(Saved data entries)
+-------+

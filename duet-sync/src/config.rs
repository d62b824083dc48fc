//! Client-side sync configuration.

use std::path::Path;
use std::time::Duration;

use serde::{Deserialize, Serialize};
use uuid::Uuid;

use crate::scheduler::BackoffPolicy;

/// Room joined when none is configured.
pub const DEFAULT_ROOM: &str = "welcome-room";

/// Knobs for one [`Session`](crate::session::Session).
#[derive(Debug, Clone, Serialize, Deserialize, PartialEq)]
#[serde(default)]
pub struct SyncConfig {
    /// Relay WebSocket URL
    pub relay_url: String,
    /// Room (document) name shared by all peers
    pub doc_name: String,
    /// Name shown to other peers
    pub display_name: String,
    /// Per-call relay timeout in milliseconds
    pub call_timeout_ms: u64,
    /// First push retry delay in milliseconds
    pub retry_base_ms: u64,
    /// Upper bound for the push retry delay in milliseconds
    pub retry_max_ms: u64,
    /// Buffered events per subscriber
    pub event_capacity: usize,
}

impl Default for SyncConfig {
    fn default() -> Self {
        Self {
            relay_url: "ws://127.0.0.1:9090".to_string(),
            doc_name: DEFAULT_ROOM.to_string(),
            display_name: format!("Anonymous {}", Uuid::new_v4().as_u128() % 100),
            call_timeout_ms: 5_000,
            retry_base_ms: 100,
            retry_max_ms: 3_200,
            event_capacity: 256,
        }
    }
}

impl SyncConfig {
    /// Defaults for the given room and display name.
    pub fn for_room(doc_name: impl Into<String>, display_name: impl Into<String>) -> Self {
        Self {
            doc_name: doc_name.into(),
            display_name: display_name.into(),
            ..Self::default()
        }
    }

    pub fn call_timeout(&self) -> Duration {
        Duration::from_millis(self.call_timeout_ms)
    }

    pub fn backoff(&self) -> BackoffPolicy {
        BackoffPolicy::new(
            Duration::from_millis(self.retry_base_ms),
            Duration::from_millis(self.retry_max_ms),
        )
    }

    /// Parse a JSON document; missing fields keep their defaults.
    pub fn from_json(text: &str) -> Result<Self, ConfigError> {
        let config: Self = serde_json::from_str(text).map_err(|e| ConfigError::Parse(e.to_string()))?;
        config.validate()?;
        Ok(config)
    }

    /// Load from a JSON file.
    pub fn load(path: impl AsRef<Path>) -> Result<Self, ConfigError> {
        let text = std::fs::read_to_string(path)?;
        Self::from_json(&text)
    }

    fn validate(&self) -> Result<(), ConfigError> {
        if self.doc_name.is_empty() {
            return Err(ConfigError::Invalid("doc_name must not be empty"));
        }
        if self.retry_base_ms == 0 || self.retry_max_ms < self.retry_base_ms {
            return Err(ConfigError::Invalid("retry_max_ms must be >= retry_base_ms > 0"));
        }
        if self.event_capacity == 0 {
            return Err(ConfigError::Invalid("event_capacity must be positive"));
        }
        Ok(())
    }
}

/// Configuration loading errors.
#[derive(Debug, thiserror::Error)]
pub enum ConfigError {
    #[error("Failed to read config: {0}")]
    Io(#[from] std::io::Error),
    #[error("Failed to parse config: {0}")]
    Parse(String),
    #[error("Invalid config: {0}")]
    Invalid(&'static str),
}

+-------+

### Directions
For the word "milliseconds", find all matching lines in the entries above and copy them out.

### Answer for this exercise
    /// Per-call relay timeout in milliseconds
    /// First push retry delay in milliseconds
    /// Upper bound for the push retry delay in milliseconds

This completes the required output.